(Reading Andy Clark, Surfing Uncertainty (Oxford UP 2015))
I’m no longer sure I know what an “ordinary” theory of mind would look like, but I’m guessing that it would resemble an organized camp of explorers. The explorers, or our senses, venture out into the world and report what they see, hear, and encounter. Back at headquarters, all the information is assembled and projected into a map or model of the territory. The people in charge study the map and decide upon courses of action: maybe one of the teams has turned up something interesting, and should explore further; or maybe headquarters should relocate, or shore up its defenses; or maybe the camp needs to issue a report on its findings to other camps in the area, and so on. The basic model is that information is received into the camp, processed, and decisions are made. This would be a rational way to explore a foreign territory, so it might come naturally to us as a model for how our minds work, trapped as they are in the unfamiliar territory of the world.

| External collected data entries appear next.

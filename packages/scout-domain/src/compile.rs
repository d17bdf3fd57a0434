use regex::Regex;

use crate::intent::SearchIntent;

/// Value bound to one `$n` placeholder of a [`CompiledPredicate`].
#[derive(Debug, Clone, PartialEq, Eq)]
pub enum BoundValue {
	Text(String),
	TextList(Vec<String>),
	Integer(i64),
}

/// Conjunction of SQL clause fragments over `search_index` with their bound values.
///
/// Fragments reference values only through `$1..$n`, numbered in `params` order. User or model
/// text never appears in a fragment.
#[derive(Debug, Clone, Default, PartialEq, Eq)]
pub struct CompiledPredicate {
	clauses: Vec<String>,
	params: Vec<BoundValue>,
}
impl CompiledPredicate {
	pub fn clauses(&self) -> &[String] {
		&self.clauses
	}

	pub fn params(&self) -> &[BoundValue] {
		&self.params
	}

	pub fn is_match_all(&self) -> bool {
		self.clauses.is_empty()
	}

	/// `WHERE` body; `TRUE` when no clause applies.
	pub fn where_sql(&self) -> String {
		if self.clauses.is_empty() {
			return "TRUE".to_string();
		}

		self.clauses.join(" AND ")
	}

	/// Number of the next free placeholder, for callers appending their own parameters.
	pub fn next_placeholder(&self) -> usize {
		self.params.len() + 1
	}

	fn bind(&mut self, value: BoundValue) -> String {
		self.params.push(value);

		format!("${}", self.params.len())
	}
}

#[derive(Debug, Clone, Copy, PartialEq, Eq)]
pub enum Comparator {
	Lt,
	Le,
	Gt,
	Ge,
	Eq,
}
impl Comparator {
	pub fn as_sql(self) -> &'static str {
		match self {
			Self::Lt => "<",
			Self::Le => "<=",
			Self::Gt => ">",
			Self::Ge => ">=",
			Self::Eq => "=",
		}
	}

	fn parse(token: &str) -> Option<Self> {
		match token {
			"<" => Some(Self::Lt),
			"<=" => Some(Self::Le),
			">" => Some(Self::Gt),
			">=" => Some(Self::Ge),
			"=" => Some(Self::Eq),
			_ => None,
		}
	}
}

#[derive(Debug, Clone, Copy, PartialEq, Eq)]
pub struct AmountFilter {
	pub comparator: Comparator,
	pub operand: i64,
}

/// Parses a leading comparator token followed by an integer, e.g. `">= 5000000"`.
///
/// Anything else (`"about 5000"`, `"=>10"`, an operand that overflows `i64`) yields `None`.
/// Text after the integer is ignored.
pub fn parse_amount_filter(expr: &str) -> Option<AmountFilter> {
	let re = Regex::new(r"^\s*([<>=]+)\s*(\d+)").ok()?;
	let captures = re.captures(expr)?;
	let comparator = Comparator::parse(captures.get(1)?.as_str())?;
	let operand = captures.get(2)?.as_str().parse().ok()?;

	Some(AmountFilter { comparator, operand })
}

/// Compiles an intent into a parameterized predicate. Pure; the same intent always yields the
/// same clauses and parameters.
pub fn compile(intent: &SearchIntent) -> CompiledPredicate {
	let mut predicate = CompiledPredicate::default();
	let entity_types = entity_types(intent);

	match entity_types.as_slice() {
		[] => {},
		[only] => {
			let placeholder = predicate.bind(BoundValue::Text(only.clone()));

			predicate.clauses.push(format!("object_type = {placeholder}"));
		},
		_ => {
			let placeholder = predicate.bind(BoundValue::TextList(entity_types));

			predicate.clauses.push(format!("object_type = ANY({placeholder})"));
		},
	}

	for (column, value) in [
		("status", &intent.status_filter),
		("department", &intent.department_filter),
		("owner_name", &intent.owner_filter),
	] {
		if let Some(value) = value.as_deref().map(str::trim).filter(|value| !value.is_empty()) {
			let placeholder = predicate.bind(BoundValue::Text(contains_pattern(value)));

			predicate.clauses.push(format!("{column} ILIKE {placeholder}"));
		}
	}

	if let Some(filter) = intent.amount_filter.as_deref().and_then(parse_amount_filter) {
		let placeholder = predicate.bind(BoundValue::Integer(filter.operand));

		predicate.clauses.push(format!("amount {} {placeholder}", filter.comparator.as_sql()));
	}

	for keyword in &intent.keywords {
		let keyword = keyword.trim();

		if keyword.is_empty() {
			continue;
		}

		let placeholder = predicate.bind(BoundValue::Text(contains_pattern(keyword)));

		predicate.clauses.push(format!(
			"(title ILIKE {placeholder} OR description ILIKE {placeholder} OR search_text ILIKE {placeholder})"
		));
	}

	predicate
}

fn entity_types(intent: &SearchIntent) -> Vec<String> {
	let mut out: Vec<String> = Vec::new();

	for value in intent.entity_types.iter().chain(intent.entity_type.iter()) {
		let value = value.trim();

		if !value.is_empty() && !out.iter().any(|existing| existing == value) {
			out.push(value.to_string());
		}
	}

	out
}

/// `%value%` with LIKE metacharacters escaped, so the value matches literally.
fn contains_pattern(value: &str) -> String {
	let mut out = String::with_capacity(value.len() + 2);

	out.push('%');

	for ch in value.chars() {
		if matches!(ch, '%' | '_' | '\\') {
			out.push('\\');
		}

		out.push(ch);
	}

	out.push('%');

	out
}

#[cfg(test)]
mod tests {
	use super::*;

	fn placeholders(predicate: &CompiledPredicate) -> Vec<usize> {
		let re = Regex::new(r"\$(\d+)").expect("placeholder regex");
		let mut found: Vec<usize> = predicate
			.clauses()
			.iter()
			.flat_map(|clause| {
				re.captures_iter(clause)
					.map(|captures| captures[1].parse::<usize>().expect("placeholder index"))
					.collect::<Vec<_>>()
			})
			.collect();

		found.sort_unstable();
		found.dedup();

		found
	}

	#[test]
	fn empty_intent_matches_all() {
		let predicate = compile(&SearchIntent::default());

		assert!(predicate.is_match_all());
		assert_eq!(predicate.where_sql(), "TRUE");
		assert_eq!(predicate.next_placeholder(), 1);
	}

	#[test]
	fn each_filter_contributes_one_clause() {
		let intent = SearchIntent {
			entity_types: vec!["Purchase".to_string()],
			status_filter: Some("pending".to_string()),
			department_filter: Some("IT".to_string()),
			owner_filter: Some("Budi".to_string()),
			amount_filter: Some(">1000000".to_string()),
			keywords: vec!["laptop".to_string()],
			..Default::default()
		};
		let predicate = compile(&intent);

		assert_eq!(
			predicate.clauses(),
			[
				"object_type = $1",
				"status ILIKE $2",
				"department ILIKE $3",
				"owner_name ILIKE $4",
				"amount > $5",
				"(title ILIKE $6 OR description ILIKE $6 OR search_text ILIKE $6)",
			]
		);
		assert_eq!(
			predicate.params(),
			[
				BoundValue::Text("Purchase".to_string()),
				BoundValue::Text("%pending%".to_string()),
				BoundValue::Text("%IT%".to_string()),
				BoundValue::Text("%Budi%".to_string()),
				BoundValue::Integer(1_000_000),
				BoundValue::Text("%laptop%".to_string()),
			]
		);
	}

	#[test]
	fn several_entity_types_use_set_membership() {
		let intent = SearchIntent {
			entity_types: vec!["CRM".to_string(), "PMO".to_string()],
			..Default::default()
		};
		let predicate = compile(&intent);

		assert_eq!(predicate.clauses(), ["object_type = ANY($1)"]);
		assert_eq!(
			predicate.params(),
			[BoundValue::TextList(vec!["CRM".to_string(), "PMO".to_string()])]
		);
	}

	#[test]
	fn keywords_are_anded_across_groups() {
		let intent = SearchIntent {
			keywords: vec!["office".to_string(), "equipment".to_string()],
			..Default::default()
		};
		let predicate = compile(&intent);

		assert_eq!(
			predicate.where_sql(),
			"(title ILIKE $1 OR description ILIKE $1 OR search_text ILIKE $1) AND \
			 (title ILIKE $2 OR description ILIKE $2 OR search_text ILIKE $2)"
		);
	}

	#[test]
	fn compile_is_deterministic() {
		let intent = SearchIntent {
			entity_types: vec!["Training".to_string(), "Purchase".to_string()],
			status_filter: Some("approved".to_string()),
			amount_filter: Some("<=250000".to_string()),
			keywords: vec!["aws".to_string(), "cloud".to_string()],
			..Default::default()
		};

		assert_eq!(compile(&intent), compile(&intent));
	}

	#[test]
	fn placeholder_count_matches_params() {
		let intent = SearchIntent {
			entity_types: vec!["CRM".to_string(), "PMO".to_string()],
			status_filter: Some("won".to_string()),
			owner_filter: Some("Jane".to_string()),
			amount_filter: Some(">= 10".to_string()),
			keywords: vec!["cloud".to_string(), "aws".to_string(), "bank".to_string()],
			..Default::default()
		};
		let predicate = compile(&intent);
		let found = placeholders(&predicate);

		assert_eq!(found, (1..=predicate.params().len()).collect::<Vec<_>>());
		assert_eq!(predicate.next_placeholder(), predicate.params().len() + 1);
	}

	#[test]
	fn unparseable_amount_emits_no_clause() {
		for expr in ["about 5000", "5000", "=>10", "<", "> lots", "<99999999999999999999"] {
			let intent = SearchIntent { amount_filter: Some(expr.to_string()), ..Default::default() };
			let predicate = compile(&intent);

			assert!(predicate.is_match_all(), "expected no clause for {expr:?}");
		}
	}

	#[test]
	fn parses_every_comparator() {
		for (expr, comparator, operand) in [
			("<8000000", Comparator::Lt, 8_000_000),
			("<= 5", Comparator::Le, 5),
			(">1", Comparator::Gt, 1),
			(" >=  42 IDR", Comparator::Ge, 42),
			("=0", Comparator::Eq, 0),
		] {
			assert_eq!(parse_amount_filter(expr), Some(AmountFilter { comparator, operand }));
		}
	}

	#[test]
	fn like_metacharacters_are_escaped() {
		let intent = SearchIntent { keywords: vec!["100%_off\\".to_string()], ..Default::default() };
		let predicate = compile(&intent);

		assert_eq!(predicate.params(), [BoundValue::Text("%100\\%\\_off\\\\%".to_string())]);
	}

	#[test]
	fn hostile_text_stays_out_of_sql() {
		let hostile = "x' OR 1=1; DROP TABLE search_index; --";
		let intent = SearchIntent {
			status_filter: Some(hostile.to_string()),
			keywords: vec![hostile.to_string()],
			..Default::default()
		};
		let predicate = compile(&intent);

		assert!(!predicate.where_sql().contains("DROP"));
		assert_eq!(predicate.params().len(), 2);
	}
}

But recent promising work in neuroscience suggests this is not at all how the mind works. This news reached me in a fascinating article in WIRED about Karl Friston, who is at the center of a range of new ways to think about how we function, and how consciousness might arise out of biological survival mechanisms. At the heart of Friston’s theory is the free-energy principle, which is sort of a mechanical strategy to keep living things from falling victim to the second law of thermodynamics. According to the free energy principle, a living system tries to keep free energy to a minimum, which means it basically tries not to waste any energy. Ideally, in the simplest possible world, a living organism would sit in one spot, absorb nutrients, and poop as little as possible (rather like a roommate I once had). But our world also allows for the development of more complex organisms that still adhere to the free energy principle, but are able to move around and find the simpler organisms and eat them.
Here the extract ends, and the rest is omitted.